The third method actually resolves the empty component issue but gives very strange inference behavior. I selected a burn-in based on traceplots and thinned to every 10th sample. The samples are still highly autocorrelated but much better than without thinning.

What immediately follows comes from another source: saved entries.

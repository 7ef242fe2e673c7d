use anyhow::Result;
use tokio::sync::mpsc;

use super::messages::{LiveSetup, RealtimeInput, ServerMessage};

/// Client → transport traffic
#[derive(Debug, Clone, PartialEq, Eq)]
pub enum ClientMessage {
    RealtimeInput(RealtimeInput),
    /// Ask the remote end to close the session
    Close,
}

/// Transport → client traffic
#[derive(Debug, Clone)]
pub enum TransportEvent {
    Message(ServerMessage),
    /// Remote closed the session
    Closed { reason: Option<String> },
    /// Remote or transport failure; the session is over
    Error(String),
}

/// An open link to the remote model
///
/// The transport resolves `connect` only once the remote has confirmed the
/// session, which is the "open" signal.
pub struct LiveLink {
    pub outbound: mpsc::Sender<ClientMessage>,
    pub inbound: mpsc::Receiver<TransportEvent>,
}

/// Bidirectional session transport to the remote conversational model
#[async_trait::async_trait]
pub trait LiveTransport: Send + Sync {
    /// Perform the handshake for `setup` and return the open link
    async fn connect(&self, setup: &LiveSetup) -> Result<LiveLink>;

    /// Get transport name for logging
    fn name(&self) -> &str;
}
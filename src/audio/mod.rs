pub mod backend;
pub mod capture;
pub mod codec;
#[cfg(feature = "audio-device")]
pub mod device;
pub mod file;
pub mod playback;
pub mod resample;
pub mod sim;
pub mod timeline;

pub use backend::{AudioBackend, AudioBackendConfig, AudioBackendFactory, AudioFrame, AudioSource, MicrophoneProvider};
#[cfg(feature = "audio-device")]
pub use device::{MicrophoneBackend, SpeakerSink};
pub use capture::{CaptureConfig, CaptureHandle, CapturePipeline, CaptureStats, ChunkSink, EncodedChunk};
pub use file::{AudioFile, FileBackend};
pub use playback::{AudioSink, PlaybackCompletion, PlaybackScheduler, PlaybackUnit, UnitId};
pub use sim::VirtualSink;
pub use timeline::OutputTimeline;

At this point, I summed the Z values across the samples, and this is what I get:
In [3]: with gmreg:
step1 = pm.Metropolis(vars=[pi, beta, W])
step2 = pm.ElemwiseCategoricalStep(vars=[Z], values=np.arange(K))

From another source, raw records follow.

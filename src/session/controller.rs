use super::config::SessionConfig;
use super::state::SessionState;
use super::stats::SessionStats;
use super::transcript::{Speaker, TranscriptEntry, TranscriptLog};
use crate::audio::{
    AudioBackend, AudioFrame, AudioSink, CaptureHandle, CapturePipeline, CaptureStats,
    MicrophoneProvider, PlaybackScheduler,
};
use crate::error::{CoachError, CoachResult};
use crate::live::{classify, InboundEvent, LiveTransport, SessionChannel, SessionHandle, TransportEvent};
use chrono::{DateTime, Utc};
use std::sync::atomic::Ordering;
use std::sync::Arc;
use tokio::sync::{broadcast, mpsc, watch, Mutex};
use tokio::task::JoinHandle;
use tracing::{debug, error, info, warn};
use uuid::Uuid;

/// Orchestrates one coaching session at a time: microphone, live channel,
/// capture pipeline, playback scheduler and transcript
///
/// Cheap to clone; clones drive the same session.
#[derive(Clone)]
pub struct SessionController {
    inner: Arc<Inner>,
}

struct Inner {
    /// Session configuration
    config: SessionConfig,

    /// Live channel to the remote model (owns the single-session invariant)
    channel: SessionChannel,

    /// Capture device access
    microphone: Arc<dyn MicrophoneProvider>,

    /// Output device and playback clock
    sink: Arc<dyn AudioSink>,

    /// Observable lifecycle state; only written while `live` is locked
    state: watch::Sender<SessionState>,

    /// Accumulated transcript, kept across sessions
    transcript: TranscriptLog,

    /// Everything owned by the running session
    live: Mutex<Live>,
}

/// Per-session resources, reset on every start
#[derive(Default)]
struct Live {
    /// Bumped by every start, stop and remote termination. Work started under
    /// an older generation must not touch the session.
    generation: u64,

    session_id: Option<Uuid>,
    started_at: Option<DateTime<Utc>>,
    handle: Option<SessionHandle>,

    /// Microphone acquired but not yet wired (Connecting)
    pending_capture: Option<(Box<dyn AudioBackend>, mpsc::Receiver<AudioFrame>)>,

    capture: Option<CaptureHandle>,
    capture_stats: Arc<CaptureStats>,
    scheduler: Option<PlaybackScheduler>,

    /// Inbound event handler task
    dispatch: Option<JoinHandle<()>>,

    /// Playback counters of the last torn-down scheduler
    units_scheduled: usize,
    units_dropped: usize,
}

impl SessionController {
    pub fn new(
        config: SessionConfig,
        transport: Arc<dyn LiveTransport>,
        microphone: Arc<dyn MicrophoneProvider>,
        sink: Arc<dyn AudioSink>,
    ) -> Self {
        let (state, _) = watch::channel(SessionState::Idle);

        Self {
            inner: Arc::new(Inner {
                config,
                channel: SessionChannel::new(transport),
                microphone,
                sink,
                state,
                transcript: TranscriptLog::new(),
                live: Mutex::new(Live::default()),
            }),
        }
    }

    /// Start a session
    ///
    /// Valid from `Idle` or `Closed`. Resolves once the session is `Active`, or
    /// with `Ok` and no session if `stop()` won the race against the handshake.
    pub async fn start(&self) -> CoachResult<()> {
        let generation = {
            let mut live = self.inner.live.lock().await;
            let state = self.state();
            if !state.can_start() {
                warn!("Session already {}; ignoring start", state);
                return Err(CoachError::SessionActive(state));
            }

            live.generation += 1;
            live.session_id = None;
            live.started_at = None;
            self.inner.set_state(SessionState::Connecting);
            live.generation
        };

        info!("Starting coaching session (model: {})", self.inner.config.model);

        // Microphone first: a denied device never opens a session
        let (backend, frames) = match self.inner.microphone.acquire().await {
            Ok(capture) => capture,
            Err(e) => {
                warn!("Microphone unavailable: {}", e);
                self.inner.abandon(generation).await;
                return Err(e);
            }
        };

        {
            let mut live = self.inner.live.lock().await;
            if !self.inner.is_connecting(&live, generation) {
                drop(live);
                info!("Session stopped while acquiring microphone");
                release_backend(backend).await;
                return Ok(());
            }
            live.pending_capture = Some((backend, frames));
        }

        let setup = self.inner.config.live_setup();
        let (handle, inbound) = match self.inner.channel.open(&setup).await {
            Ok(opened) => opened,
            Err(e) => {
                warn!("Failed to open live session: {}", e);
                self.inner.abandon(generation).await;
                return Err(e);
            }
        };

        let mut live = self.inner.live.lock().await;

        // The handshake may resolve after stop(); never revive a stopped session
        if !self.inner.is_connecting(&live, generation) {
            info!("Live session {} opened after stop; discarding", handle.id());
            self.inner.channel.close(&handle);
            return Ok(());
        }

        let Some((backend, mut frames)) = live.pending_capture.take() else {
            self.inner.channel.close(&handle);
            return Ok(());
        };

        // Audio captured while connecting is not sent
        let mut stale = 0usize;
        while frames.try_recv().is_ok() {
            stale += 1;
        }
        if stale > 0 {
            debug!("Discarded {} frames captured before the session opened", stale);
        }

        let capture_stats = Arc::new(CaptureStats::default());
        let pipeline = CapturePipeline::new(self.inner.config.capture_config());
        live.capture = Some(pipeline.spawn(
            backend,
            frames,
            Arc::new(handle.clone()),
            Arc::clone(&capture_stats),
        ));
        live.capture_stats = capture_stats;

        live.scheduler = Some(PlaybackScheduler::new(
            Arc::clone(&self.inner.sink),
            self.inner.config.output_sample_rate,
            self.inner.config.output_channels,
        ));

        live.dispatch = Some(tokio::spawn(dispatch(
            Arc::clone(&self.inner),
            generation,
            inbound,
        )));

        live.session_id = Some(handle.id());
        live.started_at = Some(Utc::now());
        live.handle = Some(handle);
        live.units_scheduled = 0;
        live.units_dropped = 0;

        self.inner.set_state(SessionState::Active);
        info!("Coaching session active");

        Ok(())
    }

    /// Stop the session
    ///
    /// Safe from any state. From `Connecting` or `Active` it closes the channel,
    /// unwires capture, stops playback and lands in `Closed`; otherwise no-op.
    pub async fn stop(&self) -> CoachResult<()> {
        let mut live = self.inner.live.lock().await;
        let state = self.state();
        if !state.is_live() {
            debug!("No live session to stop ({})", state);
            return Ok(());
        }

        info!("Stopping coaching session");

        live.generation += 1;
        self.inner.teardown(&mut live, true).await;
        self.inner.set_state(SessionState::Closed);

        info!("Coaching session stopped");

        Ok(())
    }

    pub fn state(&self) -> SessionState {
        *self.inner.state.borrow()
    }

    /// Watch state transitions
    pub fn subscribe_state(&self) -> watch::Receiver<SessionState> {
        self.inner.state.subscribe()
    }

    /// Get accumulated transcript
    pub async fn transcript(&self) -> Vec<TranscriptEntry> {
        self.inner.transcript.snapshot().await
    }

    /// Receive transcript entries as they arrive
    pub fn subscribe_transcript(&self) -> broadcast::Receiver<TranscriptEntry> {
        self.inner.transcript.subscribe()
    }

    pub fn config(&self) -> &SessionConfig {
        &self.inner.config
    }

    /// Get current session statistics
    pub async fn stats(&self) -> SessionStats {
        let transcript_entries = self.inner.transcript.len().await;
        let live = self.inner.live.lock().await;

        let (units_scheduled, units_dropped, units_in_flight) = match &live.scheduler {
            Some(s) => (s.units_scheduled(), s.units_dropped(), s.in_flight()),
            None => (live.units_scheduled, live.units_dropped, 0),
        };

        let duration_secs = live
            .started_at
            .map(|t| Utc::now().signed_duration_since(t).num_milliseconds() as f64 / 1000.0)
            .unwrap_or(0.0);

        SessionStats {
            state: self.state(),
            session_id: live.session_id,
            started_at: live.started_at,
            duration_secs,
            chunks_sent: live.capture_stats.chunks_sent.load(Ordering::Relaxed),
            chunks_dropped: live.capture_stats.chunks_dropped.load(Ordering::Relaxed),
            units_scheduled,
            units_dropped,
            units_in_flight,
            transcript_entries,
        }
    }
}

impl Inner {
    fn set_state(&self, next: SessionState) {
        let previous = self.state.send_replace(next);
        if previous != next {
            debug!("Session state {} -> {}", previous, next);
        }
    }

    fn is_connecting(&self, live: &Live, generation: u64) -> bool {
        live.generation == generation && *self.state.borrow() == SessionState::Connecting
    }

    /// A start failed before going active: release the microphone, back to Idle
    async fn abandon(&self, generation: u64) {
        let mut live = self.live.lock().await;
        if !self.is_connecting(&live, generation) {
            return;
        }

        if let Some((backend, _)) = live.pending_capture.take() {
            release_backend(backend).await;
        }
        self.set_state(SessionState::Idle);
    }

    /// Append a fragment unless the session has moved on. Holds the session lock
    /// so a concurrent stop either sees the entry or the dispatcher sees the stop
    async fn append_transcript(&self, generation: u64, speaker: Speaker, text: String) -> bool {
        let live = self.live.lock().await;
        if live.generation != generation {
            return false;
        }
        self.transcript.append(speaker, text).await;
        true
    }

    /// Remote close, remote error or end of the inbound stream
    async fn terminate(&self, generation: u64) {
        let mut live = self.live.lock().await;
        if live.generation != generation || *self.state.borrow() != SessionState::Active {
            return;
        }

        live.generation += 1;
        // Called from the dispatch task itself, so detach rather than abort
        self.teardown(&mut live, false).await;
        self.set_state(SessionState::Closed);

        info!("Coaching session closed by remote");
    }

    /// Release every per-session resource
    async fn teardown(&self, live: &mut Live, abort_dispatch: bool) {
        if let Some(handle) = live.handle.take() {
            self.channel.close(&handle);
        }

        if let Some(capture) = live.capture.take() {
            capture.stop().await;
        }

        if let Some((backend, _)) = live.pending_capture.take() {
            release_backend(backend).await;
        }

        if let Some(mut scheduler) = live.scheduler.take() {
            scheduler.stop_all();
            live.units_scheduled = scheduler.units_scheduled();
            live.units_dropped = scheduler.units_dropped();
        }

        if let Some(task) = live.dispatch.take() {
            if abort_dispatch {
                task.abort();
            }
        }
    }
}

async fn release_backend(mut backend: Box<dyn AudioBackend>) {
    if let Err(e) = backend.stop().await {
        error!("Failed to stop audio backend: {}", e);
    }
}

/// Inbound event handler: one per session, events handled strictly in order
async fn dispatch(
    inner: Arc<Inner>,
    generation: u64,
    mut inbound: mpsc::Receiver<TransportEvent>,
) {
    debug!("Inbound dispatch started");

    while let Some(event) = inbound.recv().await {
        for event in classify(event) {
            match event {
                InboundEvent::OutputTranscript(text) => {
                    if !inner.append_transcript(generation, Speaker::Model, text).await {
                        return;
                    }
                }
                InboundEvent::InputTranscript(text) => {
                    if !inner.append_transcript(generation, Speaker::User, text).await {
                        return;
                    }
                }
                InboundEvent::Audio(data) => {
                    let mut live = inner.live.lock().await;
                    if live.generation != generation {
                        return;
                    }
                    if let Some(scheduler) = live.scheduler.as_mut() {
                        scheduler.enqueue_encoded(&data);
                    }
                }
                InboundEvent::Close(reason) => {
                    info!(
                        "Remote closed the session ({})",
                        reason.as_deref().unwrap_or("no reason")
                    );
                    inner.terminate(generation).await;
                    return;
                }
                InboundEvent::Error(message) => {
                    warn!("Remote session error: {}", message);
                    inner.terminate(generation).await;
                    return;
                }
            }
        }
    }

    info!("Inbound stream ended");
    inner.terminate(generation).await;
}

tr = pm.sample(1000, step=[step1, step2])
...:
[-----------------100%-----------------] 1000 of 1000 complete in 258.8 sec
...
In [24]: zvals = tr[300::10]['Z']
In [25]: np.array([np.bincount(zvals[:, n]) for n in range(nusers)])
Out[25]:
array([[ 0, 0, 70],
[ 0, 0, 70],
[ 0, 0, 70],
[ 0, 0, 70],
[ 0, 0, 70],
[ 0, 0, 70],
[ 0, 0, 70],
[ 0, 0, 70],
[ 0, 0, 70],
[ 0, 0, 70],
[ 0, 0, 70],
[ 0, 0, 70],
[ 0, 0, 70],
[ 0, 0, 70],
[ 0, 0, 70],
[ 0, 0, 70],
[ 0, 0, 70],
[ 0, 0, 70],
[ 0, 0, 70],
[ 0, 0, 70]])
So for some reason, all of the users are being assigned to the last cluster for every sample.